Potential Latency-related COVID-19 Lawsuits and Lessons from the Asbestos LitigationJanuary 4, 2021 – Article
The asbestos litigation is entering its fifth decade, prolonged by latent malignancies occurring up to 50 years after exposure to amphibole asbestos. Now, a new source of potential latent harm has emerged: COVID-19.
Researchers believe the virus may cause long-term health problems. The Centers for Disease Control and Prevention has reported that COVID-19 can cause heart damage. Dr. Andrew Budson of Harvard University noted that “the virus attacks the nervous system,” causing impaired cognition in nearly one-third of COVID-19 patients.
The long-term effects of the virus are not yet fully understood, but all signs point to impending litigation that may begin years down the road.
This issue presents two questions for employers, universities, hospitals, and other organizations:
- What is the risk of COVID-19 litigation?
- How can we prevent it?
Asbestos-related lawsuits are typically premised on negligence stemming from failure to warn about hazards, strict liability for those hazards, and breach of warranty. A COVID-19 lawsuit filed by someone with severe, latent medical conditions might look similar.
Workers may claim their employers failed to take steps to avoid transmittal of the virus or warn of its dangers. Students diagnosed with COVID-19 may allege their schools or universities failed to minimize spread of the virus. Other plaintiffs may claim that a lack of testing, unavailability of personal protective equipment, and failure to warn about positive tests within the organization contributed to their illnesses.
As with asbestos litigation, a plaintiff in COVID-19 litigation may not be required to prove the exact cause of his or her illness. In many jurisdictions, the plaintiff will simply need to demonstrate that a defendant’s negligence likely contributed to development of that ailment.

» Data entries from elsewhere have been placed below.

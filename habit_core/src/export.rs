//! CSV export of completion history.

use crate::{CompletionEvent, Error, Result};
use std::path::Path;
use tempfile::NamedTempFile;

/// A row in the CSV output
#[derive(Debug, serde::Serialize)]
struct CsvRow {
    id: String,
    habit_id: String,
    user_id: String,
    completed_on: String,
    recorded_at: String,
    notes: Option<String>,
}

impl From<&CompletionEvent> for CsvRow {
    fn from(event: &CompletionEvent) -> Self {
        CsvRow {
            id: event.id.to_string(),
            habit_id: event.habit_id.clone(),
            user_id: event.user_id.clone(),
            completed_on: event.completed_on.format("%Y-%m-%d").to_string(),
            recorded_at: event.recorded_at.to_rfc3339(),
            notes: event.notes.clone(),
        }
    }
}

/// Write completions to a CSV file, oldest first
///
/// The file is written to a temp file, synced and renamed into place, so
/// a reader never sees a half-written export. Returns the number of rows.
pub fn export_completions_csv(events: &[CompletionEvent], path: &Path) -> Result<usize> {
    let parent = match path.parent() {
        Some(p) if !p.as_os_str().is_empty() => p,
        _ => Path::new("."),
    };
    std::fs::create_dir_all(parent)?;

    let mut sorted: Vec<&CompletionEvent> = events.iter().collect();
    sorted.sort_by(|a, b| {
        a.completed_on
            .cmp(&b.completed_on)
            .then_with(|| a.habit_id.cmp(&b.habit_id))
    });

    let temp = NamedTempFile::new_in(parent)?;
    {
        let mut writer = csv::WriterBuilder::new()
            .has_headers(true)
            .from_writer(temp.as_file());

        if sorted.is_empty() {
            // serde only emits headers alongside the first record
            writer.write_record([
                "id",
                "habit_id",
                "user_id",
                "completed_on",
                "recorded_at",
                "notes",
            ])?;
        }
        for event in &sorted {
            writer.serialize(CsvRow::from(*event))?;
        }
        writer.flush()?;
    }
    temp.as_file().sync_all()?;
    temp.persist(path).map_err(|e| Error::Io(e.error))?;

    tracing::info!("Exported {} completions to {:?}", sorted.len(), path);
    Ok(sorted.len())
}
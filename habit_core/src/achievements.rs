//! Achievement evaluation.
//!
//! Progress is recomputed from scratch on every call, but `achieved` is
//! sticky: once a user has earned an achievement it stays earned even if
//! the streak later breaks.

use crate::{
    AchievementDef, AchievementKind, AchievementProgressMap, StreakStats,
    UserAchievementProgress,
};
use chrono::{DateTime, Utc};

/// Evaluate every catalog entry for a user
///
/// Records missing from `existing` are created with zero progress.
/// `TimeBased` and `Milestone` kinds have no progress rule yet and pass
/// through unchanged. Records for achievements not in the catalog are kept.
pub fn evaluate(
    user_id: &str,
    catalog: &[AchievementDef],
    streak_stats: &StreakStats,
    completion_count: u32,
    existing: &AchievementProgressMap,
    now: DateTime<Utc>,
) -> AchievementProgressMap {
    let mut updated = existing.clone();

    for def in catalog {
        let prior = updated
            .remove(&def.id)
            .unwrap_or_else(|| UserAchievementProgress::new(user_id, def.id.clone()));

        let progress = match def.kind {
            AchievementKind::Streak => streak_stats.current_streak,
            AchievementKind::Completion => completion_count,
            AchievementKind::TimeBased | AchievementKind::Milestone => {
                updated.insert(def.id.clone(), prior);
                continue;
            }
        };

        updated.insert(def.id.clone(), merge(prior, def, progress, now));
    }

    updated
}

/// Fold fresh progress into a prior record, keeping `achieved` monotonic
fn merge(
    prior: UserAchievementProgress,
    def: &AchievementDef,
    progress: u32,
    now: DateTime<Utc>,
) -> UserAchievementProgress {
    let reached = progress >= def.required_value;
    let achieved = prior.achieved || reached;

    let achieved_at = if achieved && !prior.achieved {
        tracing::info!("Achievement unlocked: {} ({})", def.title, def.id);
        Some(now)
    } else {
        prior.achieved_at
    };

    UserAchievementProgress {
        progress,
        achieved,
        achieved_at,
        ..prior
    }
}

/// Achievement ids that flipped to achieved between two evaluations
///
/// Sorted for stable output.
pub fn newly_unlocked(
    before: &AchievementProgressMap,
    after: &AchievementProgressMap,
) -> Vec<String> {
    let mut ids: Vec<String> = after
        .values()
        .filter(|p| p.achieved)
        .filter(|p| !before.get(&p.achievement_id).is_some_and(|b| b.achieved))
        .map(|p| p.achievement_id.clone())
        .collect();
    ids.sort();
    ids
}

#[cfg(test)]
mod tests {
    use super::*;
    use chrono::Duration;

    fn def(id: &str, kind: AchievementKind, required_value: u32) -> AchievementDef {
        AchievementDef {
            id: id.into(),
            category: "test".into(),
            title: id.into(),
            description: String::new(),
            icon: "*".into(),
            required_value,
            kind,
        }
    }

    fn streak(current: u32) -> StreakStats {
        StreakStats {
            current_streak: current,
            longest_streak: current,
            last_completed_date: None,
        }
    }

    #[test]
    fn test_missing_records_are_created() {
        let catalog = vec![
            def("streak_7", AchievementKind::Streak, 7),
            def("first", AchievementKind::Completion, 1),
        ];

        let result = evaluate("alice", &catalog, &streak(0), 0, &Default::default(), Utc::now());

        assert_eq!(result.len(), 2);
        let record = &result["streak_7"];
        assert_eq!(record.user_id, "alice");
        assert_eq!(record.progress, 0);
        assert!(!record.achieved);
        assert!(record.achieved_at.is_none());
    }

    #[test]
    fn test_streak_achievement_is_sticky() {
        let catalog = vec![def("streak_7", AchievementKind::Streak, 7)];
        let t1 = Utc::now();

        let first = evaluate("alice", &catalog, &streak(7), 0, &Default::default(), t1);
        assert!(first["streak_7"].achieved);
        assert_eq!(first["streak_7"].achieved_at, Some(t1));

        let t2 = t1 + Duration::days(3);
        let second = evaluate("alice", &catalog, &streak(3), 0, &first, t2);
        let record = &second["streak_7"];
        assert_eq!(record.progress, 3);
        assert!(record.achieved);
        assert_eq!(record.achieved_at, Some(t1));
    }

    #[test]
    fn test_completion_progress_uses_count() {
        let catalog = vec![def("ten", AchievementKind::Completion, 10)];

        let result = evaluate("alice", &catalog, &streak(0), 9, &Default::default(), Utc::now());
        assert_eq!(result["ten"].progress, 9);
        assert!(!result["ten"].achieved);

        let result = evaluate("alice", &catalog, &streak(0), 10, &result, Utc::now());
        assert!(result["ten"].achieved);
    }

    #[test]
    fn test_time_based_and_milestone_pass_through() {
        let catalog = vec![
            def("early", AchievementKind::TimeBased, 5),
            def("badge", AchievementKind::Milestone, 2),
        ];
        let mut existing = AchievementProgressMap::new();
        let mut prior = UserAchievementProgress::new("alice", "early");
        prior.progress = 4;
        existing.insert("early".into(), prior.clone());

        let result = evaluate("alice", &catalog, &streak(50), 50, &existing, Utc::now());

        assert_eq!(result["early"], prior);
        assert_eq!(result["badge"].progress, 0);
        assert!(!result["badge"].achieved);
    }

    #[test]
    fn test_unknown_records_are_preserved() {
        let mut existing = AchievementProgressMap::new();
        existing.insert("retired".into(), UserAchievementProgress::new("alice", "retired"));

        let result = evaluate("alice", &[], &streak(1), 1, &existing, Utc::now());
        assert!(result.contains_key("retired"));
    }

    #[test]
    fn test_newly_unlocked_lists_transitions_only() {
        let catalog = vec![
            def("first", AchievementKind::Completion, 1),
            def("ten", AchievementKind::Completion, 10),
        ];

        let before = evaluate("alice", &catalog, &streak(0), 1, &Default::default(), Utc::now());
        assert_eq!(newly_unlocked(&Default::default(), &before), vec!["first".to_string()]);

        let after = evaluate("alice", &catalog, &streak(0), 10, &before, Utc::now());
        assert_eq!(newly_unlocked(&before, &after), vec!["ten".to_string()]);
    }
}
//! Error types for the habit_core library.

use std::io;

/// Result type alias using our Error type
pub type Result<T> = std::result::Result<T, Error>;

/// Core error type for habit_core operations
#[derive(Debug, thiserror::Error)]
pub enum Error {
    /// IO error occurred
    #[error("IO error: {0}")]
    Io(#[from] io::Error),

    /// JSON serialization/deserialization error
    #[error("JSON error: {0}")]
    Json(#[from] serde_json::Error),

    /// CSV error
    #[error("CSV error: {0}")]
    Csv(#[from] csv::Error),

    /// TOML parsing error
    #[error("TOML error: {0}")]
    Toml(#[from] toml::de::Error),

    /// Configuration validation error
    #[error("Configuration error: {0}")]
    Config(String),

    /// A record or catalog entry failed boundary validation
    #[error("Validation error: {0}")]
    Validation(String),

    /// Requested habit or record does not exist
    #[error("Not found: {0}")]
    NotFound(String),

    /// Generic error
    #[error("{0}")]
    Other(String),
}
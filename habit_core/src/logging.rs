//! Logging infrastructure for the habit tracker.
//!
//! Provides centralized tracing setup for the CLI and tests.

use tracing_subscriber::{fmt, prelude::*, EnvFilter};

/// Initialize logging with the default `info` level.
///
/// Can be overridden with the RUST_LOG env var.
pub fn init() {
    init_with_level("info")
}

/// Initialize logging with a specific default level
///
/// # Arguments
/// * `default_level` - Default log level (debug, info, warn, error)
///
/// Logs go to stderr so command output on stdout stays clean.
/// RUST_LOG still takes precedence.
pub fn init_with_level(default_level: &str) {
    let filter =
        EnvFilter::try_from_default_env().unwrap_or_else(|_| EnvFilter::new(default_level));

    tracing_subscriber::registry()
        .with(filter)
        .with(fmt::layer().compact().with_writer(std::io::stderr))
        .init();
}

/// Initialize logging for testing (captures logs for test output)
#[cfg(test)]
pub fn init_test() {
    let _ = tracing_subscriber::fmt()
        .with_test_writer()
        .with_env_filter(EnvFilter::new("debug"))
        .try_init();
}
//! Streak milestone badges.

use crate::Milestone;

/// The first unachieved milestone and how far the streak has come toward it
#[derive(Clone, Debug, PartialEq)]
pub struct NextMilestone {
    pub milestone: Milestone,
    /// Percentage toward the milestone, `0.0..=100.0`
    pub percent: f64,
}

/// Mark each milestone achieved when the streak has reached its length
///
/// Order is preserved and nothing is remembered between calls.
pub fn match_milestones(current_streak: u32, milestones: &[Milestone]) -> Vec<Milestone> {
    milestones
        .iter()
        .map(|m| Milestone {
            achieved: current_streak >= m.days,
            ..m.clone()
        })
        .collect()
}

/// The next badge the user is working toward, if any remain
pub fn next_milestone(current_streak: u32, milestones: &[Milestone]) -> Option<NextMilestone> {
    match_milestones(current_streak, milestones)
        .into_iter()
        .find(|m| !m.achieved)
        .map(|m| {
            let percent = if m.days == 0 {
                100.0
            } else {
                (f64::from(current_streak) / f64::from(m.days) * 100.0).min(100.0)
            };
            NextMilestone {
                milestone: m,
                percent,
            }
        })
}

#[cfg(test)]
mod tests {
    use super::*;

    fn milestones() -> Vec<Milestone> {
        vec![
            Milestone::new(7, "Week Warrior", "*"),
            Milestone::new(30, "Monthly Master", "#"),
        ]
    }

    #[test]
    fn test_match_milestones() {
        let matched = match_milestones(10, &milestones());
        assert!(matched[0].achieved);
        assert!(!matched[1].achieved);
        assert_eq!(matched[0].name, "Week Warrior");
        assert_eq!(matched[1].name, "Monthly Master");
    }

    #[test]
    fn test_match_recomputes_from_scratch() {
        let achieved = match_milestones(40, &milestones());
        let rematched = match_milestones(0, &achieved);
        assert!(rematched.iter().all(|m| !m.achieved));
    }

    #[test]
    fn test_next_milestone_progress() {
        let next = next_milestone(10, &milestones()).unwrap();
        assert_eq!(next.milestone.days, 30);
        assert!((next.percent - 33.333).abs() < 0.01);
    }

    #[test]
    fn test_next_milestone_none_when_all_achieved() {
        assert!(next_milestone(30, &milestones()).is_none());
    }
}
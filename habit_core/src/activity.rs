//! Per-day completion counts for history views.

use crate::{CompletionEvent, DailyActivity, DateRange, Error, Result};
use chrono::{Days, NaiveDate};
use std::collections::BTreeMap;

/// Longest history window that can be requested, about ten years
pub const MAX_HISTORY_DAYS: u32 = 3660;

/// Group a user's completions by day over `range`
///
/// Every day in the range gets an entry, including days with no activity.
/// XP per day is the completion count times `reward`.
pub fn daily_activity<'a, I>(
    events: I,
    user_id: &str,
    range: DateRange,
    reward: i64,
) -> Vec<DailyActivity>
where
    I: IntoIterator<Item = &'a CompletionEvent>,
{
    let mut counts: BTreeMap<NaiveDate, u32> = BTreeMap::new();
    for event in events {
        if event.user_id == user_id && range.contains(event.completed_on) {
            *counts.entry(event.completed_on).or_default() += 1;
        }
    }

    let mut days = Vec::new();
    let mut date = range.start;
    while date <= range.end {
        let completions = counts.get(&date).copied().unwrap_or(0);
        days.push(DailyActivity {
            date,
            completions,
            xp: i64::from(completions) * reward,
        });
        match date.succ_opt() {
            Some(next) => date = next,
            None => break,
        }
    }

    days
}

/// The trailing window of `days` days ending on `today`
///
/// Windows longer than [`MAX_HISTORY_DAYS`], or reaching before the
/// earliest representable date, are rejected.
pub fn trailing_window(today: NaiveDate, days: u32) -> Result<DateRange> {
    if days > MAX_HISTORY_DAYS {
        return Err(Error::Validation(format!(
            "history window of {} days exceeds the maximum of {}",
            days, MAX_HISTORY_DAYS
        )));
    }

    let span = u64::from(days.max(1)) - 1;
    let start = today.checked_sub_days(Days::new(span)).ok_or_else(|| {
        Error::Validation(format!(
            "history window of {} days starts before {}",
            days,
            NaiveDate::MIN
        ))
    })?;
    Ok(DateRange::new(start, today))
}
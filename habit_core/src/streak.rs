//! Streak calculation over completion dates.
//!
//! Streaks are counted in calendar days. A day counts once no matter how
//! many habits were completed on it.

use crate::{CompletionEvent, StreakStats};
use chrono::{Days, NaiveDate};
use std::collections::BTreeSet;

/// Collapse a user's completion events into the set of days with activity
pub fn completion_dates<'a, I>(events: I, user_id: &str) -> BTreeSet<NaiveDate>
where
    I: IntoIterator<Item = &'a CompletionEvent>,
{
    events
        .into_iter()
        .filter(|e| e.user_id == user_id)
        .map(|e| e.completed_on)
        .collect()
}

/// Compute current and longest streaks
///
/// The current streak is anchored on `today` when today has a completion,
/// otherwise on yesterday. An unfinished today does not break a streak
/// that ran through yesterday, but any earlier gap does.
pub fn compute_streaks(dates: &BTreeSet<NaiveDate>, today: NaiveDate) -> StreakStats {
    let Some(&last) = dates.iter().next_back() else {
        return StreakStats::default();
    };

    let current_streak = current_streak(dates, today);
    let longest_streak = longest_streak(dates);

    tracing::debug!(
        "Computed streaks over {} days: current {}, longest {}",
        dates.len(),
        current_streak,
        longest_streak
    );

    StreakStats {
        current_streak,
        longest_streak,
        last_completed_date: Some(last),
    }
}

fn current_streak(dates: &BTreeSet<NaiveDate>, today: NaiveDate) -> u32 {
    let yesterday = today.checked_sub_days(Days::new(1));
    let mut check = if dates.contains(&today) {
        today
    } else {
        match yesterday {
            Some(day) if dates.contains(&day) => day,
            _ => return 0,
        }
    };

    let mut streak = 0;
    while dates.contains(&check) {
        streak += 1;
        match check.checked_sub_days(Days::new(1)) {
            Some(prev) => check = prev,
            None => break,
        }
    }
    streak
}

fn longest_streak(dates: &BTreeSet<NaiveDate>) -> u32 {
    let mut longest = 0;
    let mut run = 0;
    let mut prev: Option<NaiveDate> = None;

    // Newest first
    for &date in dates.iter().rev() {
        run = match prev {
            Some(p) if p.checked_sub_days(Days::new(1)) == Some(date) => run + 1,
            _ => 1,
        };
        longest = longest.max(run);
        prev = Some(date);
    }

    longest
}
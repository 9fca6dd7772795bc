//! Append-only completion ledger.
//!
//! Every mark and un-mark is appended to a JSONL (JSON Lines) file with
//! file locking. The live set of completions is the fold of all entries.

use crate::{CompletionEvent, Error, Result};
use chrono::NaiveDate;
use fs2::FileExt;
use serde::{Deserialize, Serialize};
use std::collections::HashMap;
use std::fs::{File, OpenOptions};
use std::io::{BufRead, BufReader, BufWriter, Write};
use std::path::{Path, PathBuf};
use tempfile::NamedTempFile;

/// What a ledger line does to the completion set
#[derive(Clone, Copy, Debug, Serialize, Deserialize, PartialEq, Eq)]
#[serde(rename_all = "snake_case")]
pub enum LedgerOp {
    Completed,
    Removed,
}

/// A single ledger line
#[derive(Clone, Debug, Serialize, Deserialize, PartialEq)]
pub struct LedgerEntry {
    pub op: LedgerOp,
    pub event: CompletionEvent,
}

/// Sink for ledger entries
pub trait LedgerSink {
    fn append(&mut self, entry: &LedgerEntry) -> Result<()>;
}

/// Entry counts before and after a compaction
#[derive(Clone, Copy, Debug, Default, PartialEq, Eq)]
pub struct CompactionStats {
    pub before: usize,
    pub after: usize,
}

/// JSONL-based ledger with file locking
pub struct JsonlLedger {
    path: PathBuf,
}

impl JsonlLedger {
    /// Create a new JSONL ledger for the given path
    pub fn new(path: impl Into<PathBuf>) -> Self {
        Self { path: path.into() }
    }

    pub fn path(&self) -> &Path {
        &self.path
    }

    /// Ensure the parent directory exists
    fn ensure_parent_dir(&self) -> Result<()> {
        if let Some(parent) = self.path.parent() {
            std::fs::create_dir_all(parent)?;
        }
        Ok(())
    }
}

impl LedgerSink for JsonlLedger {
    fn append(&mut self, entry: &LedgerEntry) -> Result<()> {
        self.ensure_parent_dir()?;

        let file = OpenOptions::new()
            .create(true)
            .append(true)
            .open(&self.path)?;

        file.lock_exclusive()?;

        let mut writer = std::io::BufWriter::new(&file);
        let line = serde_json::to_string(entry)?;
        writer.write_all(line.as_bytes())?;
        writer.write_all(b"\n")?;
        writer.flush()?;
        drop(writer);

        file.unlock()?;

        tracing::debug!(
            "Appended {:?} for habit {} on {} to ledger",
            entry.op,
            entry.event.habit_id,
            entry.event.completed_on
        );
        Ok(())
    }
}

/// Read all entries from a ledger file
///
/// Unparseable or invalid lines are logged and skipped.
pub fn read_entries(path: &Path) -> Result<Vec<LedgerEntry>> {
    if !path.exists() {
        return Ok(Vec::new());
    }

    let file = File::open(path)?;
    file.lock_shared()?;

    let reader = BufReader::new(&file);
    let mut entries = Vec::new();

    for (line_num, line_result) in reader.lines().enumerate() {
        let line = line_result?;
        if line.trim().is_empty() {
            continue;
        }

        match serde_json::from_str::<LedgerEntry>(&line) {
            Ok(entry) => match entry.event.validate() {
                Ok(()) => entries.push(entry),
                Err(e) => {
                    tracing::warn!("Skipping invalid ledger entry at line {}: {}", line_num + 1, e);
                }
            },
            Err(e) => {
                tracing::warn!("Failed to parse ledger entry at line {}: {}", line_num + 1, e);
            }
        }
    }

    file.unlock()?;
    tracing::debug!("Read {} entries from ledger", entries.len());
    Ok(entries)
}

/// Replay entries into the live completion set
///
/// A completion for a (habit, user, day) that is already live is ignored,
/// so the result never holds two events for the same key. Events come back
/// ordered by day, then habit, then user.
pub fn fold_entries(entries: Vec<LedgerEntry>) -> Vec<CompletionEvent> {
    let mut live: HashMap<(String, String, NaiveDate), CompletionEvent> = HashMap::new();

    for entry in entries {
        let key = (
            entry.event.habit_id.clone(),
            entry.event.user_id.clone(),
            entry.event.completed_on,
        );
        match entry.op {
            LedgerOp::Completed => {
                live.entry(key).or_insert(entry.event);
            }
            LedgerOp::Removed => {
                live.remove(&key);
            }
        }
    }

    let mut events: Vec<CompletionEvent> = live.into_values().collect();
    events.sort_by(|a, b| {
        a.completed_on
            .cmp(&b.completed_on)
            .then_with(|| a.habit_id.cmp(&b.habit_id))
            .then_with(|| a.user_id.cmp(&b.user_id))
    });
    events
}

/// Rewrite the ledger as one `Completed` line per live completion
///
/// Removed pairs, duplicates and unreadable lines are dropped. The new file
/// is written beside the old one and renamed into place. Callers must keep
/// other writers out while this runs.
pub fn compact(path: &Path) -> Result<CompactionStats> {
    if !path.exists() {
        return Ok(CompactionStats::default());
    }

    let entries = read_entries(path)?;
    let before = entries.len();
    let live = fold_entries(entries);
    let after = live.len();

    let parent = match path.parent() {
        Some(p) if !p.as_os_str().is_empty() => p,
        _ => Path::new("."),
    };
    let temp = NamedTempFile::new_in(parent)?;
    {
        let mut writer = BufWriter::new(temp.as_file());
        for event in live {
            let entry = LedgerEntry {
                op: LedgerOp::Completed,
                event,
            };
            serde_json::to_writer(&mut writer, &entry)?;
            writer.write_all(b"\n")?;
        }
        writer.flush()?;
    }
    temp.as_file().sync_all()?;
    temp.persist(path).map_err(|e| Error::Io(e.error))?;

    tracing::info!("Compacted ledger {:?}: {} -> {} entries", path, before, after);
    Ok(CompactionStats { before, after })
}

/// Whether the live set holds a completion for this key
pub fn is_live(
    events: &[CompletionEvent],
    habit_id: &str,
    user_id: &str,
    date: NaiveDate,
) -> bool {
    events.iter().any(|e| e.key() == (habit_id, user_id, date))
}

#[cfg(test)]
mod tests {
    use super::*;
    use chrono::Utc;

    fn d(s: &str) -> NaiveDate {
        NaiveDate::parse_from_str(s, "%Y-%m-%d").unwrap()
    }

    fn entry(op: LedgerOp, habit: &str, date: &str) -> LedgerEntry {
        LedgerEntry {
            op,
            event: CompletionEvent::new(habit, "alice", d(date), Utc::now()),
        }
    }

    #[test]
    fn test_append_and_read() {
        let temp_dir = tempfile::tempdir().unwrap();
        let path = temp_dir.path().join("ledger").join("completions.jsonl");

        let mut ledger = JsonlLedger::new(&path);
        ledger.append(&entry(LedgerOp::Completed, "read", "2024-01-01")).unwrap();
        ledger.append(&entry(LedgerOp::Completed, "run", "2024-01-01")).unwrap();

        let entries = read_entries(&path).unwrap();
        assert_eq!(entries.len(), 2);
        assert_eq!(entries[1].event.habit_id, "run");
    }

    #[test]
    fn test_read_missing_ledger() {
        let temp_dir = tempfile::tempdir().unwrap();
        let entries = read_entries(&temp_dir.path().join("nope.jsonl")).unwrap();
        assert!(entries.is_empty());
    }

    #[test]
    fn test_corrupt_lines_are_skipped() {
        let temp_dir = tempfile::tempdir().unwrap();
        let path = temp_dir.path().join("completions.jsonl");

        let mut ledger = JsonlLedger::new(&path);
        ledger.append(&entry(LedgerOp::Completed, "read", "2024-01-01")).unwrap();

        let mut file = OpenOptions::new().append(true).open(&path).unwrap();
        writeln!(file, "{{ not json }}").unwrap();
        drop(file);

        ledger.append(&entry(LedgerOp::Completed, "", "2024-01-02")).unwrap();
        ledger.append(&entry(LedgerOp::Completed, "run", "2024-01-03")).unwrap();

        let entries = read_entries(&path).unwrap();
        assert_eq!(entries.len(), 2);
    }

    #[test]
    fn test_fold_applies_removals_and_dedupes() {
        let entries = vec![
            entry(LedgerOp::Completed, "read", "2024-01-01"),
            entry(LedgerOp::Completed, "read", "2024-01-01"),
            entry(LedgerOp::Completed, "run", "2024-01-01"),
            entry(LedgerOp::Removed, "run", "2024-01-01"),
            entry(LedgerOp::Removed, "walk", "2024-01-05"),
            entry(LedgerOp::Completed, "run", "2024-01-02"),
        ];

        let live = fold_entries(entries);
        assert_eq!(live.len(), 2);
        assert!(is_live(&live, "read", "alice", d("2024-01-01")));
        assert!(!is_live(&live, "run", "alice", d("2024-01-01")));
        assert!(is_live(&live, "run", "alice", d("2024-01-02")));
    }

    #[test]
    fn test_fold_orders_by_day() {
        let entries = vec![
            entry(LedgerOp::Completed, "run", "2024-01-03"),
            entry(LedgerOp::Completed, "read", "2024-01-01"),
            entry(LedgerOp::Completed, "read", "2024-01-03"),
        ];

        let live = fold_entries(entries);
        let order: Vec<(&str, NaiveDate)> = live
            .iter()
            .map(|e| (e.habit_id.as_str(), e.completed_on))
            .collect();
        assert_eq!(
            order,
            vec![
                ("read", d("2024-01-01")),
                ("read", d("2024-01-03")),
                ("run", d("2024-01-03")),
            ]
        );
    }

    #[test]
    fn test_compact_keeps_only_live_completions() {
        let temp_dir = tempfile::tempdir().unwrap();
        let path = temp_dir.path().join("completions.jsonl");

        let mut ledger = JsonlLedger::new(&path);
        ledger.append(&entry(LedgerOp::Completed, "read", "2024-01-01")).unwrap();
        ledger.append(&entry(LedgerOp::Completed, "run", "2024-01-01")).unwrap();
        ledger.append(&entry(LedgerOp::Removed, "run", "2024-01-01")).unwrap();
        ledger.append(&entry(LedgerOp::Completed, "read", "2024-01-01")).unwrap();

        let mut file = OpenOptions::new().append(true).open(&path).unwrap();
        writeln!(file, "{{ not json }}").unwrap();
        drop(file);

        let stats = compact(&path).unwrap();
        assert_eq!(stats, CompactionStats { before: 4, after: 1 });

        let entries = read_entries(&path).unwrap();
        assert_eq!(entries.len(), 1);
        assert_eq!(entries[0].op, LedgerOp::Completed);
        assert_eq!(entries[0].event.habit_id, "read");

        // Appending after a compaction still works
        ledger.append(&entry(LedgerOp::Completed, "run", "2024-01-02")).unwrap();
        assert_eq!(fold_entries(read_entries(&path).unwrap()).len(), 2);
    }

    #[test]
    fn test_compact_missing_ledger() {
        let temp_dir = tempfile::tempdir().unwrap();
        let stats = compact(&temp_dir.path().join("nope.jsonl")).unwrap();
        assert_eq!(stats, CompactionStats::default());
    }
}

Furthermore, to the extent that a lawsuit is premised on latent harm caused years after a COVID-19 diagnosis, the statute of limitations may not begin to run upon diagnosis of COVID-19, but rather when the latent effects are discovered.
So, how can organizations minimize the risk of COVID-19 liability? Most importantly, they should create a plan with their legal counsel based on applicable state and federal law.
Additionally, because negligence actions are typically premised on a failure to act in a reasonably prudent manner, organizations must assess what is prudent and consistently follow through on meeting that standard. Following these simple steps may reduce the potential for liability down the road:
- Follow all local, state, and federal guidelines to limit transmission of the virus;
- Warn your employees, students, or members of positive cases within the organization;
- Provide plenty of hand sanitizer, disposable masks, and gloves;
- Discourage sharing of common items such as computer keyboards and accessories;
- Provide reasonable accommodations for remote work, to the extent practicable.
And finally, organizations should carefully document all steps taken to reduce the risk of transmission. A failure to preserve records of preventative measures could be devastating. On the other hand, some legal claims may be dismissed where the defendant has taken appropriate steps and documented them.